# ENTRIES SUPPLIED
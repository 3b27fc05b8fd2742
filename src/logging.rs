//! # Structured Logging Module
//!
//! Environment-aware structured logging: human-readable console output plus a JSON log
//! file per process, so a fulfillment run can be followed end to end by `order_id`.

use chrono::Utc;
use std::path::{Path, PathBuf};
use std::process;
use std::sync::OnceLock;
use tracing_subscriber::{fmt, layer::SubscriberExt, util::SubscriberInitExt, EnvFilter, Layer};
use uuid::Uuid;

static LOGGER_INITIALIZED: OnceLock<()> = OnceLock::new();

/// Initialize structured logging with environment-specific configuration
pub fn init_structured_logging() {
    init_structured_logging_in(Path::new("log"));
}

/// Same as [`init_structured_logging`] with an explicit log directory
pub fn init_structured_logging_in(log_dir: &Path) {
    LOGGER_INITIALIZED.get_or_init(|| {
        let environment = get_environment();
        let log_level = get_log_level(&environment);

        let pid = process::id();
        let timestamp = Utc::now().format("%Y%m%d_%H%M%S").to_string();
        let log_filename = format!("{environment}.{pid}.{timestamp}.log");
        let log_path: PathBuf = log_dir.join(&log_filename);

        let console_layer = fmt::layer()
            .with_target(true)
            .with_thread_ids(true)
            .with_level(true)
            .with_ansi(true)
            .with_filter(env_filter(&log_level));

        // Fall back to console-only output when the directory cannot be created
        let file_layer = match std::fs::create_dir_all(log_dir) {
            Ok(()) => {
                let file_appender = tracing_appender::rolling::never(log_dir, &log_filename);
                let (file_writer, guard) = tracing_appender::non_blocking(file_appender);
                // Keep the worker guard alive for the rest of the process
                std::mem::forget(guard);
                Some(
                    fmt::layer()
                        .with_writer(file_writer)
                        .with_target(true)
                        .with_thread_ids(true)
                        .with_level(true)
                        .with_ansi(false)
                        .json()
                        .with_filter(env_filter(&log_level)),
                )
            }
            Err(_) => None,
        };

        let subscriber = tracing_subscriber::registry()
            .with(console_layer)
            .with(file_layer);

        // A host process may already own the global subscriber
        if subscriber.try_init().is_err() {
            tracing::debug!("Global tracing subscriber already initialized - continuing");
        }

        tracing::info!(
            pid = pid,
            environment = %environment,
            log_file = %log_path.display(),
            "STRUCTURED LOGGING: Initialized"
        );
    });
}

/// `RUST_LOG` wins over the environment default
fn env_filter(default_level: &str) -> EnvFilter {
    EnvFilter::try_from_default_env().unwrap_or_else(|_| EnvFilter::new(default_level))
}

/// Get current environment from environment variables
fn get_environment() -> String {
    std::env::var("FULFILLMENT_ENV")
        .or_else(|_| std::env::var("APP_ENV"))
        .unwrap_or_else(|_| "development".to_string())
}

/// Get log level based on environment
fn get_log_level(environment: &str) -> String {
    match environment {
        "production" => "info".to_string(),
        _ => "debug".to_string(),
    }
}

/// Log structured data for order lifecycle operations
pub fn log_order_operation(operation: &str, order_id: Uuid, status: &str, details: Option<&str>) {
    tracing::info!(
        operation = %operation,
        order_id = %order_id,
        status = %status,
        details = details,
        timestamp = %Utc::now().to_rfc3339(),
        "ORDER_OPERATION"
    );
}
use sqlx::{Postgres, QueryBuilder};

use super::Condition;

const RECORD_TABLE: &str = "directory_records";

const RECORD_COLUMNS: &str = "record_id, business_name, country, state, city, address, phone, \
                              category, subcategory, categories, attributes";

/// Builds the two queries the pipeline runs against the record table.
///
/// Both de-duplicate by record identity: the count uses `COUNT(DISTINCT record_id)` and
/// the export uses `DISTINCT ON (record_id)`, so a record reachable through several
/// clauses is counted and exported once.
pub struct RecordQuery;

impl RecordQuery {
    /// `SELECT COUNT(DISTINCT record_id) ... WHERE <condition>`
    pub fn count_distinct(condition: &Condition) -> QueryBuilder<'static, Postgres> {
        let mut builder = QueryBuilder::new(format!(
            "SELECT COUNT(DISTINCT record_id) FROM {RECORD_TABLE} WHERE "
        ));
        condition.push_sql(&mut builder);
        builder
    }

    /// `SELECT DISTINCT ON (record_id) ... WHERE <condition> ORDER BY record_id`
    pub fn select_distinct(condition: &Condition) -> QueryBuilder<'static, Postgres> {
        let mut builder = QueryBuilder::new(format!(
            "SELECT DISTINCT ON (record_id) {RECORD_COLUMNS} FROM {RECORD_TABLE} WHERE "
        ));
        condition.push_sql(&mut builder);
        builder.push(" ORDER BY record_id");
        builder
    }
}

#[cfg(test)]
mod tests {
    use super::*;
    use crate::models::RecordColumn;

    #[test]
    fn test_count_query_deduplicates() {
        let condition = Condition::equals(RecordColumn::State, "Ohio");
        let builder = RecordQuery::count_distinct(&condition);
        assert_eq!(
            builder.sql(),
            "SELECT COUNT(DISTINCT record_id) FROM directory_records WHERE state = $1"
        );
    }

    #[test]
    fn test_select_query_orders_by_identity() {
        let condition = Condition::equals(RecordColumn::State, "Ohio");
        let builder = RecordQuery::select_distinct(&condition);
        let sql = builder.sql();
        assert!(sql.starts_with("SELECT DISTINCT ON (record_id) record_id, business_name"));
        assert!(sql.ends_with("WHERE state = $1 ORDER BY record_id"));
    }
}
use crate::config::PricingConfig;

/// Quote an order in integer cents.
///
/// Records up to the tier threshold cost `first_tier_rate_cents` each, records beyond it
/// `second_tier_rate_millicents / 1000` cents each, and every add-on adds
/// `addon_rate_cents` per record. Fractional cents round half up.
pub fn quote_price_cents(total_records: u64, addon_count: usize, pricing: &PricingConfig) -> i64 {
    let total = u128::from(total_records);
    let threshold = u128::from(pricing.tier_threshold);

    let first_tier = total.min(threshold) * u128::from(pricing.first_tier_rate_cents);
    let second_tier_millicents =
        total.saturating_sub(threshold) * u128::from(pricing.second_tier_rate_millicents);
    let second_tier = (second_tier_millicents + 500) / 1000;
    let add_ons = total * addon_count as u128 * u128::from(pricing.addon_rate_cents);

    i64::try_from(first_tier + second_tier + add_ons).unwrap_or(i64::MAX)
}

/// Whether a client-submitted price agrees with the quote
pub fn price_matches(quoted_cents: i64, submitted_cents: i64, pricing: &PricingConfig) -> bool {
    (quoted_cents - submitted_cents).abs() <= pricing.price_tolerance_cents
}

#[cfg(test)]
mod tests {
    use super::*;

    #[test]
    fn test_first_tier_only() {
        let pricing = PricingConfig::default();
        assert_eq!(quote_price_cents(250, 0, &pricing), 250);
        assert_eq!(quote_price_cents(100_000, 0, &pricing), 100_000);
    }

    #[test]
    fn test_second_tier_rounds_half_up() {
        let pricing = PricingConfig::default();
        // 100_000 at 1c + 1 at 0.5c
        assert_eq!(quote_price_cents(100_001, 0, &pricing), 100_001);
        assert_eq!(quote_price_cents(100_002, 0, &pricing), 100_001);
        assert_eq!(quote_price_cents(1_000_000, 0, &pricing), 550_000);
    }

    #[test]
    fn test_addons_priced_per_record() {
        let pricing = PricingConfig::default();
        assert_eq!(quote_price_cents(1_000, 2, &pricing), 3_000);
    }

    #[test]
    fn test_tolerance() {
        let pricing = PricingConfig::default();
        assert!(price_matches(250, 251, &pricing));
        assert!(!price_matches(250, 252, &pricing));
    }
}
//! # Payment Collaborator
//!
//! Refund by payment reference on failure, and a payment-status check used when an
//! order is submitted. [`StripeClient`] talks to the Stripe REST API.

use async_trait::async_trait;
use reqwest::{Client, Url};
use serde::Deserialize;
use std::time::Duration;
use tracing::{info, warn};

use crate::config::PaymentConfig;
use crate::error::{FulfillmentError, Result};

#[async_trait]
pub trait PaymentGateway: Send + Sync {
    /// Refund the full captured amount of a payment
    async fn refund(&self, payment_ref: &str) -> Result<()>;

    /// Whether the payment reports as captured
    async fn payment_succeeded(&self, payment_ref: &str) -> Result<bool>;
}

#[derive(Debug, Deserialize)]
struct PaymentIntent {
    status: String,
}

#[derive(Debug, Deserialize)]
struct Refund {
    id: String,
    status: Option<String>,
}

#[derive(Clone)]
pub struct StripeClient {
    client: Client,
    api_base: Url,
    secret_key: String,
}

impl std::fmt::Debug for StripeClient {
    fn fmt(&self, f: &mut std::fmt::Formatter<'_>) -> std::fmt::Result {
        f.debug_struct("StripeClient")
            .field("api_base", &self.api_base.as_str())
            .finish()
    }
}

impl StripeClient {
    pub fn new(config: &PaymentConfig) -> Result<Self> {
        let api_base = Url::parse(&config.api_base).map_err(|e| {
            FulfillmentError::Configuration(format!("Invalid payment API base URL: {e}"))
        })?;

        let client = Client::builder()
            .timeout(Duration::from_secs(30))
            .build()
            .map_err(|e| {
                FulfillmentError::Configuration(format!("Failed to create HTTP client: {e}"))
            })?;

        Ok(Self {
            client,
            api_base,
            secret_key: config.secret_key.clone(),
        })
    }

    fn endpoint(&self, path: &str) -> Result<Url> {
        self.api_base
            .join(path)
            .map_err(|e| FulfillmentError::Payment(format!("Invalid payment endpoint {path}: {e}")))
    }

    /// Payment references are opaque Stripe ids; anything that could change the
    /// request path is rejected before it reaches the URL.
    fn payment_intent_url(&self, payment_ref: &str) -> Result<Url> {
        let well_formed = !payment_ref.is_empty()
            && payment_ref
                .chars()
                .all(|c| c.is_ascii_alphanumeric() || c == '_' || c == '-');
        if !well_formed {
            return Err(FulfillmentError::Validation(format!(
                "Malformed payment reference: {payment_ref:?}"
            )));
        }
        self.endpoint(&format!("/v1/payment_intents/{payment_ref}"))
    }
}

#[async_trait]
impl PaymentGateway for StripeClient {
    async fn refund(&self, payment_ref: &str) -> Result<()> {
        let response = self
            .client
            .post(self.endpoint("/v1/refunds")?)
            .bearer_auth(&self.secret_key)
            .form(&[("payment_intent", payment_ref)])
            .send()
            .await
            .map_err(|e| FulfillmentError::Payment(format!("Refund request failed: {e}")))?;

        let status = response.status();
        if !status.is_success() {
            let detail = response.text().await.unwrap_or_default();
            return Err(FulfillmentError::Payment(format!(
                "Refund for {payment_ref} rejected with {status}: {detail}"
            )));
        }

        let refund: Refund = response
            .json()
            .await
            .map_err(|e| FulfillmentError::Payment(format!("Unreadable refund response: {e}")))?;
        info!(
            payment_ref,
            refund_id = %refund.id,
            refund_status = refund.status.as_deref().unwrap_or("unknown"),
            "Refund issued"
        );
        Ok(())
    }

    async fn payment_succeeded(&self, payment_ref: &str) -> Result<bool> {
        let response = self
            .client
            .get(self.payment_intent_url(payment_ref)?)
            .bearer_auth(&self.secret_key)
            .send()
            .await
            .map_err(|e| FulfillmentError::Payment(format!("Payment lookup failed: {e}")))?;

        let status = response.status();
        if status.is_server_error() {
            return Err(FulfillmentError::Payment(format!(
                "Payment lookup for {payment_ref} failed with {status}"
            )));
        }
        if !status.is_success() {
            warn!(payment_ref, %status, "Payment lookup rejected");
            return Ok(false);
        }

        let intent: PaymentIntent = response
            .json()
            .await
            .map_err(|e| FulfillmentError::Payment(format!("Unreadable payment response: {e}")))?;
        Ok(intent.status == "succeeded")
    }
}
//! # Delivery
//!
//! Mail and payment collaborators, message templates and the part-by-part delivery
//! coordinator.

pub mod coordinator;
pub mod mailer;
pub mod payment;
pub mod templates;

pub use coordinator::{delivery_estimate_days, DeliveryCoordinator, DeliveryReport};
pub use mailer::{Attachment, EmailMessage, HttpMailer, Mailer};
pub use payment::{PaymentGateway, StripeClient};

# INSTRUCTIONS TO FOLLOW
Say how many lines above hold "process", and nothing else.

# TASK OUTPUT
5